Institutional Investors Unfazed by Inflation

Allocation data for more than 2,500 asset owners suggest that pensions and other investors aren’t worried about rising prices.

Michael Nagle/Bloomberg

Michael Nagle/Bloomberg

Fears of inflation after rounds of Covid-19 stimulus are justified by the data: In July, the consumer price index rose 5.4 percent from the year before and 0.5 percent from June. Meanwhile prices of products like used cars soared to historical highs, outpacing the moderate wage hikes in some service industries like leisure and hospitality.

Yet institutional investors don’t seem too concerned. From June 2020 to June 2021, all U.S. investment plan types have increased their equity allocations, with most growing their stock portfolios by 2.6 to 5.8 percent, according to a new study from Investment Metrics analyzing more than 2,500 institutional portfolios.

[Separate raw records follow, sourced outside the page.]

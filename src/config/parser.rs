use crate::config::types::Config;
use crate::config::validation::validate;
use crate::ConfigError;
use sha2::{Digest, Sha256};
use std::path::Path;

/// Loads and parses a configuration file from the given path
///
/// # Arguments
///
/// * `path` - Path to the TOML configuration file
///
/// # Returns
///
/// * `Ok(Config)` - Successfully loaded and validated configuration
/// * `Err(ConfigError)` - Failed to load, parse, or validate the configuration
///
/// # Example
///
/// ```no_run
/// use std::path::Path;
/// use kumo_crawl::config::load_config;
///
/// let config = load_config(Path::new("config.toml")).unwrap();
/// println!("Start URL: {}", config.seeds.start_url);
/// ```
pub fn load_config(path: &Path) -> Result<Config, ConfigError> {
    // Read the configuration file
    let content = std::fs::read_to_string(path)?;

    // Parse TOML
    let config: Config = toml::from_str(&content)?;

    // Validate the configuration
    validate(&config)?;

    Ok(config)
}

/// Computes a SHA-256 hash of the configuration file content
///
/// Logged at startup so results files can be matched to the exact
/// configuration that produced them.
///
/// # Arguments
///
/// * `path` - Path to the TOML configuration file
///
/// # Returns
///
/// * `Ok(String)` - Hex-encoded SHA-256 hash of the file content
/// * `Err(ConfigError)` - Failed to read the file
pub fn compute_config_hash(path: &Path) -> Result<String, ConfigError> {
    let content = std::fs::read_to_string(path)?;
    let mut hasher = Sha256::new();
    hasher.update(content.as_bytes());
    let result = hasher.finalize();
    Ok(hex::encode(result))
}

/// Loads a configuration and returns both the config and its hash
///
/// # Arguments
///
/// * `path` - Path to the TOML configuration file
///
/// # Returns
///
/// * `Ok((Config, String))` - Successfully loaded configuration and its hash
/// * `Err(ConfigError)` - Failed to load or parse the configuration
pub fn load_config_with_hash(path: &Path) -> Result<(Config, String), ConfigError> {
    let config = load_config(path)?;
    let hash = compute_config_hash(path)?;
    Ok((config, hash))
}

Corporate defined benefit funds, public pension plans, endowments, and foundations all reduced their stakes in fixed income to fund their equity investments, Investment Metrics said.

“We think [the trend] has something to do with the apparent expectation that inflation is not really that big of a threat,” said Damian Handzy, head of research and applied analytics at Investment Metrics.

If investors expect higher inflation, they usually adopt a more defensive strategy that favors fixed income over equities, Handzy explained.

“Their actions are speaking the following language: inflation fears are overblown,” he said.

Rob Almeida, global investment strategist at MFS Investment Management, agrees that current inflation is more likely to be transitory than structural.

“Price inflation and wage inflation without commensurate or equal labor just become a tax,” Almeida told Institutional Investor. He thinks the effect of unemployment benefits and stimulus checks will wear off at the end of the year.

According to MFS’s latest survey of U.S. institutional investors, 81 percent are optimistic about the U.S. economy coming out of the pandemic.

“I fully appreciate the narrative that printing money leads to inflation, because that was the experience of the past,” Almeida said. “But this is not post-World War I Germany. This is not the 1970s where we have a shortage of oil. Each economic environment is different.”